Un grupo de científicos argentinos alcanzó un importante avance en la medicina regenerativa al lograr el nacimiento del primer cerdo clonado de Latinoamérica diseñado para que, en un futuro, sus órganos puedan ser utilizados en trasplantes a seres humanos.
El logro, considerado un hito para la ciencia en la región, convierte a Argentina en el tercer país del mundo en conseguir este tipo de clonación con fines de xenotrasplante, después de Estados Unidos y China.
El proyecto fue desarrollado por un consorcio integrado por la Facultad de Ciencias Veterinarias de la Universidad de Buenos Aires (UBA) y el Instituto de Investigaciones Biotecnológicas de la Universidad Nacional de San Martín (UNSAM), instituciones que combinaron sus capacidades en biotecnología, genética y medicina veterinaria.

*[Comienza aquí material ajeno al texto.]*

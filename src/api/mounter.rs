//! `mounter` library: guest-driven mount changes.

use std::sync::Arc;

use tracing::info;

use crate::computer::{ComputerHandle, HostContext};
use crate::value::Value;
use crate::vfs::Backing;

use super::{ApiError, Library, arg_bool, arg_str, opt};

pub fn library(ctx: &HostContext, computer: &ComputerHandle) -> Library {
    let (mount, unmount, list, read_only) =
        (computer.clone(), computer.clone(), computer.clone(), computer.clone());
    let ctx = ctx.clone();

    Library::new("mounter")
        .function("mount", move |args| {
            let at = arg_str(args, 0)?;
            let backing_text = arg_str(args, 1)?;
            let ro = opt(args, 2, arg_bool)?.unwrap_or(false);
            let shared = mount.upgrade().ok_or(ApiError::Gone)?;

            if ctx.config.show_mount_prompt {
                let ui = Arc::clone(&ctx.ui);
                let (id, text) = (mount.id(), backing_text.to_string());
                let allowed = ctx
                    .dispatcher
                    .submit(move || Ok(ui.confirm_mount(id, &text, ro)))
                    .map_err(|e| ApiError::Failed(e.to_string()))?;
                if !allowed {
                    return Err(ApiError::Failed("Mount declined".into()));
                }
            }

            let Ok(backing) = backing_text.parse::<Backing>();
            shared
                .fs()
                .mounts()
                .add(at, backing, ro, &ctx.images)?;
            info!(computer = mount.id(), path = at, backing = backing_text, read_only = ro, "guest mount");
            Ok(vec![Value::Bool(true)])
        })
        .function("unmount", move |args| {
            let at = arg_str(args, 0)?;
            let fs = unmount.fs().ok_or(ApiError::Gone)?;
            let removed = fs.mounts().remove(at)?;
            Ok(vec![Value::Bool(removed > 0)])
        })
        .function("list", move |_| {
            let mounts = list.mounts().ok_or(ApiError::Gone)?;
            Ok(vec![Value::list(mounts.into_iter().map(|m| {
                Value::Table(vec![
                    ("path".into(), Value::String(m.path)),
                    ("backing".into(), Value::String(m.backing)),
                    ("readOnly".into(), Value::Bool(m.read_only)),
                ])
            }))])
        })
        .function("isReadOnly", move |args| {
            let fs = read_only.fs().ok_or(ApiError::Gone)?;
            Ok(vec![fs.is_read_only(arg_str(args, 0)?)?.into()])
        })
}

De acuerdo con los investigadores, el lechón nació en abril pasado tras un proceso de clonación y edición genética en el que fueron desactivados tres genes responsables de provocar el rechazo inmediato de los órganos porcinos cuando son trasplantados al organismo humano.
La fase de manipulación genética y desarrollo de los embriones se realizó en los laboratorios de la UNSAM, mientras que especialistas de la Facultad de Veterinaria de la UBA supervisaron todo el proceso de gestación, el parto y el inicio de la crianza del animal.
El veterinario Marcelo Acerbo, integrante del proyecto, explicó que el nacimiento del primer clon representa apenas el inicio de una investigación de largo plazo orientada a generar órganos cada vez más compatibles con el cuerpo humano.
Como parte de la siguiente etapa, los científicos buscarán incorporar siete modificaciones genéticas adicionales para mejorar la compatibilidad biológica de los órganos y evitar su rechazo por parte del sistema inmunológico de los pacientes.
Además, prevén bloquear las hormonas de crecimiento del cerdo para adaptar el tamaño de órganos como el corazón o el hígado, ya que en animales adultos pueden superar ampliamente las dimensiones adecuadas para el cuerpo humano.
Actualmente, el equipo mantiene bajo seguimiento a dos cerdas gestantes más y espera obtener al menos cinco nuevos clones que permitan continuar perfeccionando esta tecnología.
Los especialistas consideran que este avance representa un paso significativo en el desarrollo de alternativas para enfrentar la escasez mundial de órganos destinados a trasplantes, una de las principales limitantes para miles de pacientes que permanecen en listas de espera.